From the pathological perspective, the development of CS arteriovenous fistula is closely associated with hypertension, particularly in non-traumatic cases. The etiology of DAVF is likely multifactorial, involving hypertension, chronic venous obstruction and other vascular lesions. Arteriovenous fistulas in non-traumatic patients usually occur in the setting of elevated venous pressure. Long-term venous hypertension may lead to vascular wall fragility and pathological remodeling, thereby promoting the formation of fistulas, resulting in the direct shunting of arterial blood into the venous system (13,14). This abnormal blood flow pattern may lead to venous hypertension, especially in cases where venous drainage from the eye is obstructed. When the pressure within the CS increases, it may induce hemodynamic alterations at distant sites. Common causes of distant cerebellar hemorrhage include arterial embolism and ischemia, lesions of the venous system, traumatic factors, tumors, cerebral infections or inflammation (15). At presentation, the current patient lacked common precipitating factors, such as arterial embolism, ischemia or trauma. Therefore, the condition was attributed to the DAVF-induced abnormal hemodynamics.
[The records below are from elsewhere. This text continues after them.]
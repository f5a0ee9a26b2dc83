mod challenge_repository;
mod submission_repository;
mod user_profile_repository;

pub use challenge_repository::{
    ChallengeRecord, ChallengeRepository, ChallengeUpdate, NewChallenge, SeaOrmChallengeRepository,
};
pub use submission_repository::{
    NewSubmission, SeaOrmSubmissionRepository, SubmissionRecord, SubmissionRepository,
};
pub use user_profile_repository::{
    NewUserProfile, SeaOrmUserProfileRepository, UserProfileRecord, UserProfileRepository,
};
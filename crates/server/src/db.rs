use flagforge_core::domain::UserEmail;
use flagforge_migration::{Migrator, MigratorTrait};
use sea_orm::{Database, DatabaseConnection};
use tracing::info;

use crate::config::AdminSeed;
use crate::repository::{NewUserProfile, UserProfileRepository};

pub async fn init_pool_and_migrate(database_url: &str) -> anyhow::Result<DatabaseConnection> {
    let db = Database::connect(database_url).await?;

    Migrator::up(&db, None).await?;

    Ok(db)
}

/// Makes sure every configured admin has an admin profile.
pub async fn seed_admins(
    profiles: &dyn UserProfileRepository,
    admins: &[AdminSeed],
) -> anyhow::Result<()> {
    for seed in admins {
        let email = UserEmail::parse(&seed.email)?;
        let display_name = seed
            .display_name
            .clone()
            .unwrap_or_else(|| email.local_part().to_string());

        profiles
            .upsert(NewUserProfile {
                email: email.clone(),
                display_name,
                is_admin: true,
            })
            .await?;

        info!(email = %email, "admin profile seeded");
    }

    Ok(())
}
use super::DomainError;

/// The secret a player has to submit. Stored trimmed.
#[derive(Clone, PartialEq, Eq)]
pub struct Flag(String);

impl Flag {
    pub const MASK: &'static str = "********";
    pub const MAX_LEN: usize = 255;

    pub fn new(value: impl Into<String>) -> Result<Self, DomainError> {
        let value = value.into();
        let trimmed = value.trim();

        if trimmed.is_empty() {
            return Err(DomainError::EmptyFlag);
        }

        let len = trimmed.chars().count();
        if len > Self::MAX_LEN {
            return Err(DomainError::FlagTooLong(len));
        }

        Ok(Self(trimmed.to_string()))
    }

    /// Exact, case-sensitive comparison after trimming the attempt.
    pub fn matches(&self, attempt: &str) -> bool {
        self.0 == attempt.trim()
    }

    pub fn as_str(&self) -> &str {
        &self.0
    }

    pub fn into_inner(self) -> String {
        self.0
    }
}

// Keep the secret out of logs and panic messages.
impl std::fmt::Debug for Flag {
    fn fmt(&self, f: &mut std::fmt::Formatter<'_>) -> std::fmt::Result {
        f.debug_tuple("Flag").field(&Self::MASK).finish()
    }
}

/// Hint shown to players about the flag's shape, e.g. `CTF{...}`. May be empty.
#[derive(Debug, Clone, Default, PartialEq, Eq, Hash)]
pub struct FlagFormat(String);

impl FlagFormat {
    pub const MAX_LEN: usize = 255;

    pub fn new(value: impl Into<String>) -> Result<Self, DomainError> {
        let value = value.into();
        let trimmed = value.trim();

        let len = trimmed.chars().count();
        if len > Self::MAX_LEN {
            return Err(DomainError::FlagFormatTooLong(len));
        }

        Ok(Self(trimmed.to_string()))
    }

    pub fn into_inner(self) -> String {
        self.0
    }
}

#[derive(Debug, Clone, PartialEq, Eq, Hash)]
pub struct ChallengeTitle(String);

impl ChallengeTitle {
    pub const MAX_LEN: usize = 200;

    pub fn new(value: impl Into<String>) -> Result<Self, DomainError> {
        let value = value.into();
        let trimmed = value.trim();

        if trimmed.is_empty() {
            return Err(DomainError::EmptyTitle);
        }

        let len = trimmed.chars().count();
        if len > Self::MAX_LEN {
            return Err(DomainError::TitleTooLong(len));
        }

        Ok(Self(trimmed.to_string()))
    }

    pub fn as_str(&self) -> &str {
        &self.0
    }

    pub fn into_inner(self) -> String {
        self.0
    }
}
use sea_orm::entity::prelude::*;

#[derive(Clone, Debug, PartialEq, Eq, DeriveEntityModel)]
#[sea_orm(table_name = "challenge")]
pub struct Model {
    #[sea_orm(primary_key, auto_increment = false)]
    pub id: String,
    pub title: String,
    pub description: String,
    pub flag: String,
    pub flag_format: String,
    pub difficulty: i16,
    pub category: i16,
    pub points: i32,
    pub is_active: bool,
    pub created_by: String,
    pub created_at: DateTimeUtc,
    pub updated_at: DateTimeUtc,
}

#[derive(Copy, Clone, Debug, EnumIter, DeriveRelation)]
pub enum Relation {
    #[sea_orm(has_many = "super::submission::Entity")]
    Submission,
}

impl Related<super::submission::Entity> for Entity {
    fn to() -> RelationDef {
        Relation::Submission.def()
    }
}

impl ActiveModelBehavior for ActiveModel {}
use flagforge_core::domain::{ChallengeId, DomainError, UserEmail};
use thiserror::Error;

/// Failures surfaced by [`super::CtfService`].
///
/// A wrong flag is not an error; it comes back as a `SubmitResult` with
/// `success == false`.
#[derive(Debug, Error)]
pub enum CtfError {
    #[error("challenge not found: {0}")]
    NotFound(String),

    #[error("challenge is not active: {0}")]
    Inactive(ChallengeId),

    #[error("challenge {challenge_id} already solved by {user_email}")]
    AlreadySolved {
        challenge_id: ChallengeId,
        user_email: UserEmail,
    },

    #[error("admin privileges required for {0}")]
    Unauthorized(String),

    #[error(transparent)]
    Validation(#[from] DomainError),

    #[error("too many attempts: at most {max_attempts} per {window_secs}s")]
    RateLimited { max_attempts: u32, window_secs: u64 },

    #[error("store error: {0}")]
    Store(#[from] anyhow::Error),
}

impl CtfError {
    pub(crate) fn challenge_not_found(challenge_id: ChallengeId) -> Self {
        Self::NotFound(challenge_id.to_string())
    }
}

pub type Result<T> = std::result::Result<T, CtfError>;
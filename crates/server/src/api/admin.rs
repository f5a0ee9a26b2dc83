//! Admin-gated challenge management.
//!
//! The caller names its identity in `adminEmail`; the service checks the
//! profile's admin flag.

use std::sync::Arc;

use axum::{
    Json, Router,
    extract::{Path, Query, State},
    http::StatusCode,
    routing::{patch, post},
};
use flagforge_api_types::{
    ChallengeResponse, CreateChallengeRequest, DeleteChallengeResponse, UpdateChallengeRequest,
};
use serde::Deserialize;

use super::ctf::{challenge_response, parse_challenge_id};
use super::error::ApiError;
use super::state::AppState;
use crate::service::{ChallengeDraft, ChallengePatch};

pub fn create_admin_router() -> Router<Arc<AppState>> {
    Router::new()
        .route("/api/admin/challenges", post(create_challenge))
        .route(
            "/api/admin/challenges/{id}",
            patch(update_challenge).delete(delete_challenge),
        )
}

#[derive(Debug, Deserialize)]
#[serde(rename_all = "camelCase")]
struct AdminQuery {
    admin_email: String,
}

async fn create_challenge(
    State(state): State<Arc<AppState>>,
    Json(request): Json<CreateChallengeRequest>,
) -> Result<(StatusCode, Json<ChallengeResponse>), ApiError> {
    let draft = ChallengeDraft {
        title: request.title,
        description: request.description,
        flag: request.flag,
        flag_format: request.flag_format,
        difficulty: request.difficulty,
        category: request.category,
        points: request.points,
        is_active: request.is_active,
    };

    let record = state
        .service
        .create_challenge(&request.admin_email, draft)
        .await?;
    let view = state
        .service
        .get_challenge(record.id, Some(&request.admin_email))
        .await?;

    Ok((StatusCode::CREATED, Json(challenge_response(&view))))
}

async fn update_challenge(
    State(state): State<Arc<AppState>>,
    Path(id): Path<String>,
    Json(request): Json<UpdateChallengeRequest>,
) -> Result<Json<ChallengeResponse>, ApiError> {
    let challenge_id = parse_challenge_id(&id)?;
    let patch = ChallengePatch {
        title: request.title,
        description: request.description,
        flag: request.flag,
        flag_format: request.flag_format,
        difficulty: request.difficulty,
        category: request.category,
        points: request.points,
        is_active: request.is_active,
    };

    state
        .service
        .update_challenge(&request.admin_email, challenge_id, patch)
        .await?;
    let view = state
        .service
        .get_challenge(challenge_id, Some(&request.admin_email))
        .await?;

    Ok(Json(challenge_response(&view)))
}

async fn delete_challenge(
    State(state): State<Arc<AppState>>,
    Path(id): Path<String>,
    Query(query): Query<AdminQuery>,
) -> Result<Json<DeleteChallengeResponse>, ApiError> {
    let challenge_id = parse_challenge_id(&id)?;
    let deleted_submissions = state
        .service
        .delete_challenge(&query.admin_email, challenge_id)
        .await?;

    Ok(Json(DeleteChallengeResponse {
        deleted_submissions,
    }))
}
The clinical significance of the present case lies in the accompanying remote cerebellar hemorrhage, underscoring the intricate pathological mechanisms associated with DAVF. Through detailed analysis, the case reminds clinicians to maintain a high level of vigilance for similar symptoms to prevent a misdiagnosis and delays in treatment. Imaging studies play a key role in the diagnosis of DAVF, especially when the patient presents with ocular and neurological symptoms (4).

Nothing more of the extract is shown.